Task details: Select, from the data, each line where "OnceLock" occurs.

(Stored data entries)

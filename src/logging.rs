//! Structured logging for yastt using the tracing crate.
//!
//! Configures a rolling file logger that writes to daily-rotated log files
//! under the XDG state directory. Nothing is written to the terminal so stdout
//! stays clean for piping transcripts. Only the 7 most recent log files are kept.

use std::fs;
use std::path::{Path, PathBuf};
use std::sync::OnceLock;
use tracing_appender::rolling;
use tracing_subscriber::prelude::*;

/// Log file prefix; the appender adds a `.YYYY-MM-DD` suffix.
pub const LOG_FILE_NAME: &str = "yastt.log";

const MAX_LOG_FILES: usize = 7;

/// Keeps the non-blocking writer alive for the program lifetime.
static APPENDER_GUARD: OnceLock<tracing_appender::non_blocking::WorkerGuard> = OnceLock::new();

/// Initializes the logging system with file-based output.
///
/// Log level is controlled by the RUST_LOG environment variable (defaults to "info").
///
/// # Errors
/// - If the log directory cannot be determined or created
/// - If logging was already initialized
pub fn init_logging() -> anyhow::Result<()> {
    let log_dir = get_log_dir()?;
    fs::create_dir_all(&log_dir)?;

    if let Err(e) = cleanup_old_logs(&log_dir) {
        eprintln!("Warning: Failed to cleanup old logs: {e}");
    }

    let file_appender = rolling::daily(&log_dir, LOG_FILE_NAME);
    let (non_blocking, guard) = tracing_appender::non_blocking(file_appender);

    APPENDER_GUARD
        .set(guard)
        .map_err(|_| anyhow::anyhow!("Logging already initialized"))?;

    let env_filter = tracing_subscriber::EnvFilter::try_from_default_env()
        .unwrap_or_else(|_| tracing_subscriber::EnvFilter::new("info"));

    tracing_subscriber::registry()
        .with(env_filter)
        .with(
            tracing_subscriber::fmt::layer()
                .with_writer(non_blocking)
                .with_target(true)
                .with_level(true)
                .with_thread_ids(true)
                .with_ansi(false),
        )
        .init();

    tracing::debug!("Logging initialized. Log file: {}", log_dir.display());
    Ok(())
}

/// Determines the log directory: `$XDG_STATE_HOME/yastt` or `~/.local/state/yastt`.
///
/// # Errors
/// - If the home directory cannot be determined
pub fn get_log_dir() -> anyhow::Result<PathBuf> {
    if let Ok(xdg_state) = std::env::var("XDG_STATE_HOME") {
        if !xdg_state.is_empty() {
            return Ok(PathBuf::from(xdg_state).join("yastt"));
        }
    }

    let home =
        dirs::home_dir().ok_or_else(|| anyhow::anyhow!("Could not determine home directory"))?;
    Ok(home.join(".local/state/yastt"))
}

/// Removes rotated log files beyond the newest `MAX_LOG_FILES`.
///
/// # Errors
/// - If the log directory cannot be read
fn cleanup_old_logs(log_dir: &Path) -> anyhow::Result<()> {
    let prefix = format!("{LOG_FILE_NAME}.");
    let mut log_files: Vec<_> = fs::read_dir(log_dir)?
        .filter_map(|entry| {
            let path = entry.ok()?.path();
            let file_name = path.file_name()?.to_string_lossy().to_string();

            // yastt.log.YYYY-MM-DD
            if file_name.starts_with(&prefix) && file_name.matches('-').count() == 2 {
                let modified = fs::metadata(&path).ok()?.modified().ok()?;
                Some((path, modified))
            } else {
                None
            }
        })
        .collect();

    log_files.sort_by(|a, b| b.1.cmp(&a.1));

    for (path, _) in log_files.iter().skip(MAX_LOG_FILES) {
        if let Err(e) = fs::remove_file(path) {
            tracing::warn!("Failed to delete old log file {}: {}", path.display(), e);
        }
    }

    Ok(())
}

Written response:
use std::sync::OnceLock;
static APPENDER_GUARD: OnceLock<tracing_appender::non_blocking::WorkerGuard> = OnceLock::new();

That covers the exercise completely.